Allegiant Takes Direct Route to Profitability

A tiny upstart from Las Vegas is growing rapidly by putting a new twist on the formula.

Low-cost airlines like Southwest have grabbed a bigger share of air travelers over the past decade using a basic blueprint.

Buy new, fuel-efficient jets that require little maintenance. Run them long hours in competitive, high-traffic markets. Charge low fares by keeping an eagle eye on costs.

A tiny upstart from Las Vegas is growing rapidly by putting a new twist on the formula.

Allegiant Air flies MD-80 jets that are on average 16 years old. The planes gulp one-third more gas than Southwest's new 737-700s. But at about $4-million apiece, the MD-80s cost one-tenth the price.

Allegiant flies leisure travelers nonstop between small cities and the nation's top vacation destinations, Las Vegas and Orlando, usually with just two to five roundtrips per week on each route.

Make no mistake: Allegiant can squeeze a nickel as hard as the leanest-running discounter.

Planes return to Las Vegas and Orlando nightly, so flight crews sleep at home instead of staying in hotels. Passengers pay $11 for an advance seat assignment. Allegiant aggressively leans on small airports for advertising money and waivers of user fees before deciding to fly there.

On Thursday, the airline will make the Tampa Bay area its third vacation destination market .

Allegiant will start with flights from Allentown, Pa., and Rockford, Ill., to St. Petersburg-Clearwater International Airport. By mid December, the airline will fly routes to 12 cities with 33 roundtrips weekly.

The numbers are microscopic compared with Tampa International, where Southwest has 77 departures a day.

But landing Allegiant is huge for the Pinellas airport, which has suffered with the departures of wobbly airlines short on cash and seasoned executives. Allegiant is a different breed, says airport director Noah Lagos.

"They make money," he says. "They've perfected their business model ? and they have a lot of airline expertise."

Nine-year-old Allegiant has grown rapidly since emerging from bankruptcy in 2002.

In the past two years, the airline's fleet has grown from nine jets to 25. Passenger traffic nearly doubled to 970,000 last year and is expected to come close to 2-million this year.

Allegiant rang up profits each year since 2003, no small feat during an industry downturn that pushed five major airlines into bankruptcy.

By next month, the airline will connect 47 cities in 27 states with nonstop fights to Las Vegas, Orlando or St. Petersburg. With plans to raise at least $100-million in a sale of public shares, Allegiant could keep expanding at a blistering pace.

Key to Allegiant's strategy is staying out of the way of bigger airlines.

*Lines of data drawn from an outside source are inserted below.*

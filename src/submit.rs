use chrono::Utc;
use tracing::info;

use crate::error::AgentError;
use crate::models::{ApplicationResult, ApplicationStatus, JobPosting, TailoredResume, UserProfile};

/// Submits one application. Implementations wrap whatever automation exists
/// for a given applicant tracking system; they fail with a submission error
/// on any unrecoverable fault.
pub trait Submitter: Send {
    fn submit(
        &self,
        profile: &UserProfile,
        job: &JobPosting,
        resume: &TailoredResume,
    ) -> Result<ApplicationResult, AgentError>;
}

/// Fallback submitter used when no automation can handle the posting: the
/// application is queued for a human, with the tailored resume preserved.
pub struct ManualReviewBot;

impl Submitter for ManualReviewBot {
    fn submit(
        &self,
        _profile: &UserProfile,
        job: &JobPosting,
        _resume: &TailoredResume,
    ) -> Result<ApplicationResult, AgentError> {
        info!(job_title = %job.title, job_company = %job.company, "queued for manual review");
        Ok(ApplicationResult {
            job: job.clone(),
            status: ApplicationStatus::PendingHumanReview,
            submitted_at: Utc::now(),
            notes: Some(
                "No automation available for this provider. Manual submission required."
                    .to_string(),
            ),
            fit_score: None,
        })
    }
}

#[cfg(test)]
mod tests {
    use super::*;
    use crate::models::{Contact, Resume};

    #[test]
    fn test_manual_review_bot_queues_for_review() {
        let profile = UserProfile {
            contact: Contact {
                full_name: "Jane Doe".to_string(),
                email: "jane@example.com".to_string(),
                phone: None,
                location: None,
                linkedin_url: None,
                github_url: None,
                portfolio_url: None,
            },
            base_resume: Resume {
                content: "resume".to_string(),
                format: "markdown".to_string(),
                last_updated: Utc::now(),
            },
            additional_documents: vec![],
        };
        let job = JobPosting {
            title: "Engineer".to_string(),
            company: "Acme".to_string(),
            location: None,
            description: "desc".to_string(),
            url: "https://jobs.example/1".to_string(),
            source: "test".to_string(),
            salary: None,
            listed_at: None,
        };
        let resume = TailoredResume {
            original_format: "markdown".to_string(),
            content: "tailored".to_string(),
            job_title: job.title.clone(),
            job_company: job.company.clone(),
            created_at: Utc::now(),
        };

        let result = ManualReviewBot.submit(&profile, &job, &resume).unwrap();
        assert_eq!(result.status, ApplicationStatus::PendingHumanReview);
        assert!(result.notes.unwrap().contains("Manual submission"));
        assert!(result.fit_score.is_none());
    }
}
#[cfg(test)]
mod tests {
    use super::*;
    use crate::config::ScoringSettings;
    use crate::discover::JobSource;
    use crate::journal::load_recent_runs;
    use crate::models::{
        ApplicationStatus, Contact, JobPosting, Resume, TailoredResume, UserProfile,
    };
    use chrono::Utc;
    use std::path::Path;

    struct StaticProfile;

    impl ProfileStore for StaticProfile {
        fn load(&self) -> Result<UserProfile, AgentError> {
            Ok(UserProfile {
                contact: Contact {
                    full_name: "Jane Doe".to_string(),
                    email: "jane@example.com".to_string(),
                    phone: None,
                    location: None,
                    linkedin_url: None,
                    github_url: None,
                    portfolio_url: None,
                },
                base_resume: Resume {
                    content: "Senior engineer building distributed systems in Rust".to_string(),
                    format: "markdown".to_string(),
                    last_updated: Utc::now(),
                },
                additional_documents: vec![],
            })
        }
    }

    struct FixedSource {
        postings: Vec<JobPosting>,
    }

    impl JobSource for FixedSource {
        fn name(&self) -> &str {
            "fixed"
        }

        fn search(&self, criteria: &SearchCriteria) -> Result<Vec<JobPosting>, AgentError> {
            Ok(self
                .postings
                .iter()
                .filter(|p| crate::discover::matches_criteria(p, criteria))
                .cloned()
                .collect())
        }
    }

    struct FailingSource;

    impl JobSource for FailingSource {
        fn name(&self) -> &str {
            "failing"
        }

        fn search(&self, _criteria: &SearchCriteria) -> Result<Vec<JobPosting>, AgentError> {
            Err(AgentError::Discovery("board unreachable".to_string()))
        }
    }

    struct SelectiveTailor {
        fail_title: Option<String>,
    }

    impl TailorEngine for SelectiveTailor {
        fn tailor(
            &self,
            profile: &UserProfile,
            job: &JobPosting,
        ) -> Result<TailoredResume, AgentError> {
            if self.fail_title.as_deref() == Some(job.title.as_str()) {
                return Err(AgentError::Tailoring("generation failed".to_string()));
            }
            Ok(TailoredResume {
                original_format: profile.base_resume.format.clone(),
                content: profile.base_resume.content.clone(),
                job_title: job.title.clone(),
                job_company: job.company.clone(),
                created_at: Utc::now(),
            })
        }
    }

    struct AcceptingBot;

    impl Submitter for AcceptingBot {
        fn submit(
            &self,
            _profile: &UserProfile,
            job: &JobPosting,
            _resume: &TailoredResume,
        ) -> Result<ApplicationResult, AgentError> {
            Ok(ApplicationResult {
                job: job.clone(),
                status: ApplicationStatus::Submitted,
                submitted_at: Utc::now(),
                notes: None,
                fit_score: None,
            })
        }
    }

    fn posting(title: &str, description: &str) -> JobPosting {
        JobPosting {
            title: title.to_string(),
            company: "Acme".to_string(),
            location: Some("Remote".to_string()),
            description: description.to_string(),
            url: format!("https://jobs.example/{title}"),
            source: "fixed".to_string(),
            salary: None,
            listed_at: None,
        }
    }

    fn scorer() -> FitScorer {
        FitScorer::new(
            ScoringSettings {
                provider: "noop".to_string(),
                embedding_model: "none".to_string(),
                fallback_weight: 1.0,
                api_key: None,
            },
            None,
        )
    }

    fn pipeline(
        dir: &Path,
        criteria: SearchCriteria,
        source: Box<dyn JobSource>,
        tailor: Box<dyn TailorEngine>,
    ) -> Pipeline {
        Pipeline::new(
            criteria,
            Box::new(StaticProfile),
            DiscoveryService::new(vec![source]),
            tailor,
            scorer(),
            Box::new(AcceptingBot),
            dir.join("run_history.jsonl"),
            dir.join("scout.db"),
        )
    }

    fn open_criteria() -> SearchCriteria {
        SearchCriteria {
            keywords: vec![],
            locations: vec![],
            min_compensation: None,
        }
    }

    #[test]
    fn test_tailoring_failure_isolated_to_one_candidate() {
        let dir = tempfile::tempdir().unwrap();
        let source = FixedSource {
            postings: vec![
                posting("alpha", "rust systems"),
                posting("beta", "rust systems"),
                posting("gamma", "rust systems"),
            ],
        };
        let tailor = SelectiveTailor {
            fail_title: Some("beta".to_string()),
        };
        let pipeline = pipeline(dir.path(), open_criteria(), Box::new(source), Box::new(tailor));

        let results = pipeline.run(None).unwrap();
        assert_eq!(results.len(), 2);

        let runs = load_recent_runs(&dir.path().join("run_history.jsonl"), 1).unwrap();
        let summary = &runs[0];
        assert_eq!(summary.result_count, 2);
        assert_eq!(summary.errors.len(), 1);
        assert_eq!(summary.errors[0].job_title, "beta");
        assert_eq!(summary.errors[0].stage, Stage::Tailoring);
        assert!(summary.errors[0].error.starts_with("Tailoring failed"));
    }

    #[test]
    fn test_discovery_failure_still_flushes_empty_summary() {
        let dir = tempfile::tempdir().unwrap();
        let pipeline = pipeline(
            dir.path(),
            open_criteria(),
            Box::new(FailingSource),
            Box::new(SelectiveTailor { fail_title: None }),
        );

        match pipeline.run(None) {
            Err(AgentError::Discovery(message)) => assert!(message.contains("unreachable")),
            other => panic!("expected discovery error, got {other:?}"),
        }

        let runs = load_recent_runs(&dir.path().join("run_history.jsonl"), 1).unwrap();
        assert_eq!(runs.len(), 1);
        assert_eq!(runs[0].result_count, 0);
        assert!(runs[0].results.is_empty());
    }

    #[test]
    fn test_max_jobs_cap_applied_after_dedup() {
        let dir = tempfile::tempdir().unwrap();
        let source = FixedSource {
            postings: vec![
                posting("alpha", "rust"),
                posting("beta", "rust"),
                posting("gamma", "rust"),
            ],
        };
        let pipeline = pipeline(
            dir.path(),
            open_criteria(),
            Box::new(source),
            Box::new(SelectiveTailor { fail_title: None }),
        );

        let results = pipeline.run(Some(2)).unwrap();
        assert_eq!(results.len(), 2);
        assert_eq!(results[0].job.title, "alpha");
        assert_eq!(results[1].job.title, "beta");
    }

    #[test]
    fn test_fit_score_attached_to_outcomes() {
        let dir = tempfile::tempdir().unwrap();
        let source = FixedSource {
            postings: vec![posting("alpha", "distributed systems rust engineer")],
        };
        let pipeline = pipeline(
            dir.path(),
            open_criteria(),
            Box::new(source),
            Box::new(SelectiveTailor { fail_title: None }),
        );

        let results = pipeline.run(None).unwrap();
        let score = results[0].fit_score.expect("score attached");
        assert!(score > 0.0);
        assert!(score <= 1.0);
    }

    #[test]
    fn test_end_to_end_filtering_and_submission() {
        let dir = tempfile::tempdir().unwrap();
        let criteria = SearchCriteria {
            keywords: vec!["engineer".to_string()],
            locations: vec!["remote".to_string()],
            min_compensation: Some(100_000),
        };
        let source = FixedSource {
            postings: vec![
                posting("Senior Engineer", "Distributed systems in Rust, pays $120,000"),
                posting("Chief Accountant", "Ledgers and audits, pays $150,000"),
            ],
        };
        let pipeline = pipeline(
            dir.path(),
            criteria,
            Box::new(source),
            Box::new(SelectiveTailor { fail_title: None }),
        );

        let results = pipeline.run(None).unwrap();
        assert_eq!(results.len(), 1);
        assert_eq!(results[0].job.title, "Senior Engineer");
        assert_eq!(results[0].status, ApplicationStatus::Submitted);
        assert!(results[0].fit_score.is_some());
    }

    #[test]
    fn test_submission_failure_recorded_and_run_continues() {
        struct RejectingBot;

        impl Submitter for RejectingBot {
            fn submit(
                &self,
                _profile: &UserProfile,
                job: &JobPosting,
                _resume: &TailoredResume,
            ) -> Result<ApplicationResult, AgentError> {
                if job.title == "beta" {
                    Err(AgentError::Submission("form rejected".to_string()))
                } else {
                    Ok(ApplicationResult {
                        job: job.clone(),
                        status: ApplicationStatus::Submitted,
                        submitted_at: Utc::now(),
                        notes: None,
                        fit_score: None,
                    })
                }
            }
        }

        let dir = tempfile::tempdir().unwrap();
        let source = FixedSource {
            postings: vec![posting("alpha", "rust"), posting("beta", "rust")],
        };
        let pipeline = Pipeline::new(
            open_criteria(),
            Box::new(StaticProfile),
            DiscoveryService::new(vec![Box::new(source)]),
            Box::new(SelectiveTailor { fail_title: None }),
            scorer(),
            Box::new(RejectingBot),
            dir.path().join("run_history.jsonl"),
            dir.path().join("scout.db"),
        );

        let results = pipeline.run(None).unwrap();
        assert_eq!(results.len(), 1);

        let runs = load_recent_runs(&dir.path().join("run_history.jsonl"), 1).unwrap();
        assert_eq!(runs[0].errors.len(), 1);
        assert_eq!(runs[0].errors[0].stage, Stage::Submission);
        assert!(runs[0].errors[0].error.starts_with("Application failed"));
    }
}
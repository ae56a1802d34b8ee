use std::collections::{BTreeMap, VecDeque};
use std::fs::OpenOptions;
use std::io::{BufRead, BufReader, Write};
use std::path::{Path, PathBuf};
use std::sync::{Mutex, PoisonError};

use anyhow::{Context, Result};
use chrono::{DateTime, Utc};
use tracing::{info, warn};
use uuid::Uuid;

use crate::db::Database;
use crate::models::{
    ApplicationResult, ErrorRecord, JobPosting, OutcomeRecord, RunSummary, SearchCriteria, Stage,
};

const TOP_MATCH_COUNT: usize = 3;

/// Per-run accumulator of outcomes and errors. Appends are in-memory and
/// never fail; storage failures only surface at [`RunJournal::finish`].
/// A single instance tolerates concurrent appends from multiple workers.
pub struct RunJournal {
    run_id: String,
    started_at: DateTime<Utc>,
    criteria: SearchCriteria,
    log_path: PathBuf,
    db_path: PathBuf,
    inner: Mutex<JournalState>,
}

#[derive(Default)]
struct JournalState {
    results: Vec<OutcomeRecord>,
    errors: Vec<ErrorRecord>,
}

impl RunJournal {
    pub fn new(criteria: SearchCriteria, log_path: PathBuf, db_path: PathBuf) -> Self {
        Self {
            run_id: Uuid::new_v4().to_string(),
            started_at: Utc::now(),
            criteria,
            log_path,
            db_path,
            inner: Mutex::new(JournalState::default()),
        }
    }

    pub fn run_id(&self) -> &str {
        &self.run_id
    }

    pub fn record_outcome(&self, result: &ApplicationResult) {
        let record = OutcomeRecord::from_result(result);
        self.lock().results.push(record);
    }

    pub fn record_error(&self, job: &JobPosting, stage: Stage, message: impl Into<String>) {
        let record = ErrorRecord {
            job_title: job.title.clone(),
            company: job.company.clone(),
            source: job.source.clone(),
            stage,
            error: message.into(),
        };
        self.lock().errors.push(record);
    }

    /// Seal the run: compute the end timestamp, histogram, and top matches,
    /// then write the summary to both the append-only event log and the
    /// normalized store. Both writes are attempted even when one fails;
    /// the first failure is surfaced after both attempts.
    pub fn finish(&self) -> Result<RunSummary> {
        let summary = self.build_summary();

        let log_result = self.append_event_log(&summary);
        if let Err(error) = &log_result {
            warn!(run_id = %summary.run_id, %error, "event log append failed");
        }

        let db_result = self.persist_summary(&summary);
        if let Err(error) = &db_result {
            warn!(run_id = %summary.run_id, %error, "summary upsert failed");
        }

        log_result?;
        db_result?;

        info!(
            run_id = %summary.run_id,
            results = summary.result_count,
            errors = summary.errors.len(),
            "run recorded"
        );
        Ok(summary)
    }

    fn build_summary(&self) -> RunSummary {
        let state = self.lock();
        let ended_at = Utc::now();

        let mut status_counts: BTreeMap<String, usize> = BTreeMap::new();
        for record in &state.results {
            *status_counts.entry(record.status.clone()).or_insert(0) += 1;
        }

        // Stable sort keeps original order between equal scores; a missing
        // score ranks as zero.
        let mut ranked = state.results.clone();
        ranked.sort_by(|a, b| {
            let score_a = a.fit_score.unwrap_or(0.0);
            let score_b = b.fit_score.unwrap_or(0.0);
            score_b
                .partial_cmp(&score_a)
                .unwrap_or(std::cmp::Ordering::Equal)
        });
        ranked.truncate(TOP_MATCH_COUNT);

        RunSummary {
            run_id: self.run_id.clone(),
            started_at: self.started_at,
            ended_at,
            keywords: self.criteria.keywords.clone(),
            locations: self.criteria.locations.clone(),
            min_compensation: self.criteria.min_compensation,
            result_count: state.results.len(),
            status_counts,
            errors: state.errors.clone(),
            results: state.results.clone(),
            top_matches: ranked,
        }
    }

    fn append_event_log(&self, summary: &RunSummary) -> Result<()> {
        if let Some(parent) = self.log_path.parent() {
            std::fs::create_dir_all(parent)
                .with_context(|| format!("Failed to create log directory {}", parent.display()))?;
        }
        let line = serde_json::to_string(summary).context("Failed to serialize run summary")?;
        let mut file = OpenOptions::new()
            .create(true)
            .append(true)
            .open(&self.log_path)
            .with_context(|| format!("Failed to open event log {}", self.log_path.display()))?;
        writeln!(file, "{line}").context("Failed to append to event log")?;
        Ok(())
    }

    fn persist_summary(&self, summary: &RunSummary) -> Result<()> {
        let mut db = Database::open(&self.db_path)?;
        db.upsert_run_summary(summary)
    }

    fn lock(&self) -> std::sync::MutexGuard<'_, JournalState> {
        self.inner.lock().unwrap_or_else(PoisonError::into_inner)
    }
}

/// Read the most recent run summaries from the event log, newest last.
/// Unparseable lines are skipped rather than failing the scan.
pub fn load_recent_runs(path: &Path, limit: usize) -> Result<Vec<RunSummary>> {
    if limit == 0 || !path.exists() {
        return Ok(Vec::new());
    }
    let file = std::fs::File::open(path)
        .with_context(|| format!("Failed to open event log {}", path.display()))?;

    let mut buffer: VecDeque<String> = VecDeque::with_capacity(limit);
    for line in BufReader::new(file).lines() {
        let line = line.context("Failed to read event log line")?;
        if line.trim().is_empty() {
            continue;
        }
        if buffer.len() >= limit {
            buffer.pop_front();
        }
        buffer.push_back(line);
    }

    Ok(buffer
        .into_iter()
        .filter_map(|line| serde_json::from_str(&line).ok())
        .collect())
}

Traditional carriers fly to some of the same small markets. But they use cramped regional jets instead of full-sized MD-80s and require passengers to change planes in a big hub airport.

Customers like retiree Ronald Dykstra of Grandville, Mich., appreciate the convenience of Allegiant's nonstop flights.

Instead of flying from nearby Grand Rapids and stopping in Detroit or Chicago, he drives 70 miles to Lansing for a flight straight to Orlando Sanford International Airport in Seminole County.

"This is so convenient," says Dykstra, who paid $168.60 to fly with his wife back to Lansing last week. "There's no layover. You fly where you want to go."

Staying in small cities protects the airline from big low-cost carriers that prefer flying to larger markets that can support multiple daily flights, Allegiant says.

But as discounters keep expanding, some are exploring more lightly traveled routes.

A couple of weeks after Allegiant announced service between St. Petersburg and Newburgh, N.Y., AirTran said it would start flights to the Hudson Valley city from Tampa International on Jan. 11.

"It's going to get a lot tougher for those guys," said Kevin Healy, AirTran's vice president of planning and sales. "There are a limited number of places they can (go)."